▶ _Stored data entries_

• • • •

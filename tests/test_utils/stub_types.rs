mod stub_types {

    use std::collections::HashMap ;
    use mixin_weaver::{ Conversion, Member, TypeRef, TypeSystem };

    #[derive( Debug, thiserror::Error )]
    #[error( "No members recorded for {0}" )]
    pub struct Unavailable( pub TypeRef );

    /// Type system answering from explicitly recorded contracts and conversions.
    #[derive( Debug, Default )]
    pub struct StubTypes {
        members: HashMap<TypeRef, Vec<Member>>,
        implicit: Vec<( TypeRef, TypeRef )>,
    }

    impl StubTypes {

        pub fn new() -> Self { Self::default() }

        pub fn contract( mut self, name: &str, members: Vec<Member> ) -> Self {
            self.members.insert( ty( name ), members );
            self
        }

        /// Records an implicit conversion from `source` to `target`.
        pub fn implicit( mut self, source: &str, target: &str ) -> Self {
            self.implicit.push(( ty( source ), ty( target )));
            self
        }

    }

    impl TypeSystem for StubTypes {

        type Error = Unavailable ;

        fn classify( &self, source: &TypeRef, target: &TypeRef ) -> Conversion {
            if source == target { return Conversion::Identity }
            match self.implicit.iter().any(|( s, t )| s == source && t == target ) {
                true => Conversion::Implicit,
                false => Conversion::None,
            }
        }

        fn members( &self, contract: &TypeRef ) -> Result<Vec<Member>, Self::Error> {
            self.members.get( contract ).cloned().ok_or_else(|| Unavailable( contract.clone() ))
        }

    }

    pub fn ty( text: &str ) -> TypeRef {
        TypeRef::parse( text ).unwrap_or_else(| err | panic!( "Invalid type reference {}: {}", text, err ))
    }

}
//! Aliases for operations that may partially fail.
//! Recoverable problems are collected next to the result instead of aborting
//! the whole operation.

/// A result produced despite some recoverable failures, listed in the `Vec<E>`.
pub type PartialSuccess<T, E> = ( T, Vec<E> );

/// Concatenates collected failures, preserving order.
pub trait Merge<E> {
    fn merge_all( self, other: impl IntoIterator<Item = E> ) -> Self ;
}

impl<E> Merge<E> for Vec<E> {
    fn merge_all( mut self, other: impl IntoIterator<Item = E> ) -> Self {
        self.extend( other );
        self
    }
}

• • • •

▶ _Directions for this task_
Only lines containing the word "IntoIterator" matter here: count them in the entries and give the number, nothing else.

▶ _Task result_
2